Records excerpted from a collection:
──────────

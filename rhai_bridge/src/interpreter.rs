//! The embedded interpreter.
//!
//! One `Interpreter` owns a Rhai engine, a persistent global scope, and the
//! accumulated function definitions of everything loaded into it. Files run
//! with `do_file` and modules pulled in with `use_module` all contribute
//! functions, so a handler defined anywhere can be called by name. Their
//! top-level `import`s are kept too and re-run before each call, so those
//! functions can still reach the modules they imported.

use std::collections::HashSet;
use std::path::{Path, PathBuf};

use liblogger::{log_debug, log_error, log_info};
use rhai::module_resolvers::{FileModuleResolver, ModuleResolversCollection};
use rhai::{CallFnOptions, Dynamic, Engine, FuncArgs, Module, Scope, Stmt, AST};

use crate::config::InterpreterConfig;
use crate::context::register_context_api;
use crate::error::BridgeError;

/// Evaluated once at start-up so a broken engine fails `init`, not the first request.
pub const BOOTSTRAP_SCRIPT: &str = "0";

/// Module loaded by `load_cannoli("")`.
pub const CANONICAL_MODULE: &str = "cannoli";

pub const SCRIPT_EXTENSION: &str = "rhai";

/// Expression depth limits used unless `[bridge]` overrides them. Debug
/// builds of the engine default to much lower limits than release builds.
pub const DEFAULT_MAX_EXPR_DEPTH: usize = 64;
pub const DEFAULT_MAX_FUNCTION_EXPR_DEPTH: usize = 32;

const BUNDLED_CANNOLI: &str = include_str!("../scripts/cannoli.rhai");

pub struct Interpreter {
    pub(crate) engine: Engine,
    scope: Scope<'static>,
    pub(crate) program: AST,
    include_paths: Vec<PathBuf>,
    loaded_modules: HashSet<String>,
    required_files: HashSet<PathBuf>,
    last_error: Option<String>,
}

impl Interpreter {
    pub fn new(config: &InterpreterConfig) -> Result<Self, BridgeError> {
        let mut engine = Engine::new();
        if let Some(max) = config.max_operations {
            engine.set_max_operations(max);
        }
        if let Some(levels) = config.max_call_levels {
            engine.set_max_call_levels(levels);
        }
        engine.set_max_expr_depths(
            config.max_expr_depth.unwrap_or(DEFAULT_MAX_EXPR_DEPTH),
            config
                .max_function_expr_depth
                .unwrap_or(DEFAULT_MAX_FUNCTION_EXPR_DEPTH),
        );
        engine.on_print(|text| log_info!(&format!("[script] {}", text)));
        engine.on_debug(|text, source, pos| {
            log_debug!(&format!("[script] {} {} {}", source.unwrap_or("<eval>"), pos, text))
        });
        register_context_api(&mut engine);

        let mut interpreter = Interpreter {
            engine,
            scope: Scope::new(),
            program: AST::empty(),
            include_paths: Vec::new(),
            loaded_modules: HashSet::new(),
            required_files: HashSet::new(),
            last_error: None,
        };

        interpreter
            .engine
            .run_with_scope(&mut interpreter.scope, BOOTSTRAP_SCRIPT)
            .map_err(|e| BridgeError::Bootstrap(e.to_string()))?;

        for dir in &config.include_paths {
            interpreter.add_include_path(dir)?;
        }

        Ok(interpreter)
    }

    /// Append a directory to the module search path.
    pub fn add_include_path(&mut self, dir: impl AsRef<Path>) -> Result<(), BridgeError> {
        let dir = dir.as_ref();
        let result = if dir.as_os_str().is_empty() {
            Err(BridgeError::MissingArgument("include path"))
        } else {
            self.include_paths.push(dir.to_path_buf());
            self.install_module_resolver();
            Ok(())
        };
        self.record("add_inc", result)
    }

    pub fn include_paths(&self) -> &[PathBuf] {
        &self.include_paths
    }

    // Scripts can `import` from the same directories `use_module` searches.
    fn install_module_resolver(&mut self) {
        let mut resolvers = ModuleResolversCollection::new();
        for dir in &self.include_paths {
            resolvers.push(FileModuleResolver::new_with_path(dir.clone()));
        }
        self.engine.set_module_resolver(resolvers);
    }

    fn locate_module(&self, name: &str) -> Option<PathBuf> {
        let relative = module_relative_path(name);
        self.include_paths
            .iter()
            .map(|dir| dir.join(&relative))
            .find(|candidate| candidate.is_file())
    }

    /// Load a module by name (`Foo::Bar` → `Foo/Bar.rhai` on the include
    /// paths). Its functions become callable both by bare name and as
    /// `Foo::Bar::f`. Loading the same name twice is a no-op.
    pub fn use_module(&mut self, name: &str) -> Result<(), BridgeError> {
        let result = self.import_module(name);
        self.record("use", result)
    }

    fn import_module(&mut self, name: &str) -> Result<(), BridgeError> {
        if name.is_empty() {
            return Err(BridgeError::MissingArgument("module name"));
        }
        if !is_valid_symbol(name) {
            return Err(BridgeError::InvalidName(name.to_string()));
        }
        if self.loaded_modules.contains(name) {
            return Ok(());
        }

        let path = self
            .locate_module(name)
            .ok_or_else(|| BridgeError::ModuleNotFound {
                name: name.to_string(),
                searched: self.include_paths.len(),
            })?;
        let ast = self.engine.compile_file(path.clone())?;
        self.install_module(name, ast)?;
        log_debug!(&format!("loaded module {} from {}", name, path.display()));
        Ok(())
    }

    fn install_module(&mut self, name: &str, ast: AST) -> Result<(), BridgeError> {
        let module = Module::eval_ast_as_new(Scope::new(), &ast, &self.engine)?;
        self.engine.register_static_module(name, module.into());
        self.program.combine(persistent_part(&ast));
        self.loaded_modules.insert(name.to_string());
        Ok(())
    }

    /// Compile and run a script file in the global scope. Runs again on
    /// every call.
    pub fn do_file(&mut self, path: &str) -> Result<(), BridgeError> {
        let result = self.run_file(path).map(|_| ());
        self.record("do", result)
    }

    fn run_file(&mut self, path: &str) -> Result<Dynamic, BridgeError> {
        if path.is_empty() {
            return Err(BridgeError::MissingArgument("script path"));
        }
        let ast = self.engine.compile_file(PathBuf::from(path))?;
        self.run_program(ast)
    }

    // Run `ast` with every known function visible, then keep its functions
    // and imports.
    fn run_program(&mut self, ast: AST) -> Result<Dynamic, BridgeError> {
        let runnable = self.program.merge(&ast);
        let value = self
            .engine
            .eval_ast_with_scope::<Dynamic>(&mut self.scope, &runnable)?;
        self.program.combine(persistent_part(&ast));
        Ok(value)
    }

    /// Load the context module: the file at `path` (once per path), or the
    /// canonical module when `path` is empty. The canonical module is looked
    /// up on the include paths first and falls back to the bundled copy.
    pub fn load_cannoli(&mut self, path: &str) -> Result<(), BridgeError> {
        let result = if path.is_empty() {
            self.load_canonical_module()
        } else {
            self.require_file(path)
        };
        self.record("load_cannoli", result)
    }

    fn require_file(&mut self, path: &str) -> Result<(), BridgeError> {
        let key = PathBuf::from(path);
        if self.required_files.contains(&key) {
            return Ok(());
        }
        self.run_file(path)?;
        self.required_files.insert(key);
        Ok(())
    }

    fn load_canonical_module(&mut self) -> Result<(), BridgeError> {
        if self.loaded_modules.contains(CANONICAL_MODULE) {
            return Ok(());
        }
        if self.locate_module(CANONICAL_MODULE).is_some() {
            return self.import_module(CANONICAL_MODULE);
        }
        let ast = self.engine.compile(BUNDLED_CANNOLI)?;
        self.install_module(CANONICAL_MODULE, ast)
    }

    /// Evaluate a snippet in the global scope and render its value.
    pub fn eval(&mut self, code: &str) -> Result<String, BridgeError> {
        let result = self
            .engine
            .compile(code)
            .map_err(BridgeError::from)
            .and_then(|ast| self.run_program(ast))
            .map(display_value);
        self.record("eval", result)
    }

    /// Message of the most recent failure, cleared by the next success.
    pub fn last_error(&self) -> Option<&str> {
        self.last_error.as_deref()
    }

    pub(crate) fn note_error(&mut self, action: &str, message: &str) {
        log_error!(&format!("rhai_bridge: {} error: {}", action, message));
        self.last_error = Some(message.to_string());
    }

    fn record<T>(&mut self, action: &str, result: Result<T, BridgeError>) -> Result<T, BridgeError> {
        match &result {
            Ok(_) => self.last_error = None,
            Err(err) => self.note_error(action, &err.to_string()),
        }
        result
    }

    pub fn has_function(&self, name: &str) -> bool {
        self.program.iter_functions().any(|f| f.name == name)
    }

    /// Call a script function by (optionally `::`-qualified) name.
    pub(crate) fn call_function(&self, name: &str, args: impl FuncArgs) -> Result<Dynamic, BridgeError> {
        if !is_valid_symbol(name) {
            return Err(BridgeError::InvalidName(name.to_string()));
        }
        if name.contains("::") {
            return self.call_qualified(name, args);
        }

        // Evaluating the program only re-runs the kept imports.
        let options = CallFnOptions::new().eval_ast(true).rewind_scope(true);
        let value = self.engine.call_fn_with_options::<Dynamic>(
            options,
            &mut Scope::new(),
            &self.program,
            name,
            args,
        )?;
        Ok(value)
    }

    // Namespaced functions live in registered modules, which `call_fn` does
    // not search. Compile a one-line call expression instead.
    fn call_qualified(&self, name: &str, args: impl FuncArgs) -> Result<Dynamic, BridgeError> {
        let mut values: Vec<Dynamic> = Vec::new();
        args.parse(&mut values);

        let mut scope = Scope::new();
        let mut params = Vec::with_capacity(values.len());
        for (index, value) in values.into_iter().enumerate() {
            let var = format!("bridge_arg{}", index);
            scope.push_dynamic(var.clone(), value);
            params.push(var);
        }

        let call = self
            .engine
            .compile_expression(format!("{}({})", name, params.join(", ")))?;
        let runnable = self.program.merge(&call);
        Ok(self.engine.eval_ast_with_scope::<Dynamic>(&mut scope, &runnable)?)
    }

    /// Call a nullary script function with `target` bound as `this`.
    pub(crate) fn call_method(&self, target: &mut Dynamic, name: &str) -> Result<Dynamic, BridgeError> {
        let options = CallFnOptions::new()
            .eval_ast(true)
            .rewind_scope(true)
            .bind_this_ptr(target);
        let value = self.engine.call_fn_with_options::<Dynamic>(
            options,
            &mut Scope::new(),
            &self.program,
            name,
            (),
        )?;
        Ok(value)
    }
}

/// The part of a loaded script that outlives its run: function definitions
/// and top-level `import` statements.
fn persistent_part(ast: &AST) -> AST {
    let imports = ast
        .statements()
        .iter()
        .filter(|stmt| matches!(stmt, Stmt::Import(..)))
        .cloned()
        .collect::<Vec<_>>();
    let mut kept = AST::new(imports, Module::new());
    kept.combine(ast.clone_functions_only());
    kept
}

/// `Foo::Bar` → `Foo/Bar.rhai`.
pub fn module_relative_path(name: &str) -> PathBuf {
    let mut path: PathBuf = name.split("::").collect();
    path.set_extension(SCRIPT_EXTENSION);
    path
}

/// Identifier segments joined by `::`.
pub fn is_valid_symbol(name: &str) -> bool {
    !name.is_empty()
        && name.split("::").all(|segment| {
            let mut chars = segment.chars();
            matches!(chars.next(), Some(c) if c.is_ascii_alphabetic() || c == '_')
                && chars.all(|c| c.is_ascii_alphanumeric() || c == '_')
        })
}

/// Script value as the host sees it: unit is empty, strings are verbatim.
pub fn display_value(value: Dynamic) -> String {
    if value.is_unit() {
        String::new()
    } else {
        value.to_string()
    }
}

──────────

TASK DETAILS:
Return the line that contains "matches!(chars.next(), Some(c) if", along with every line after it in the data above, exactly and with nothing else.

ANSWER SPACE:
            matches!(chars.next(), Some(c) if c.is_ascii_alphabetic() || c == '_')
                && chars.all(|c| c.is_ascii_alphanumeric() || c == '_')
        })
}

/// Script value as the host sees it: unit is empty, strings are verbatim.
pub fn display_value(value: Dynamic) -> String {
    if value.is_unit() {
        String::new()
    } else {
        value.to_string()
    }
}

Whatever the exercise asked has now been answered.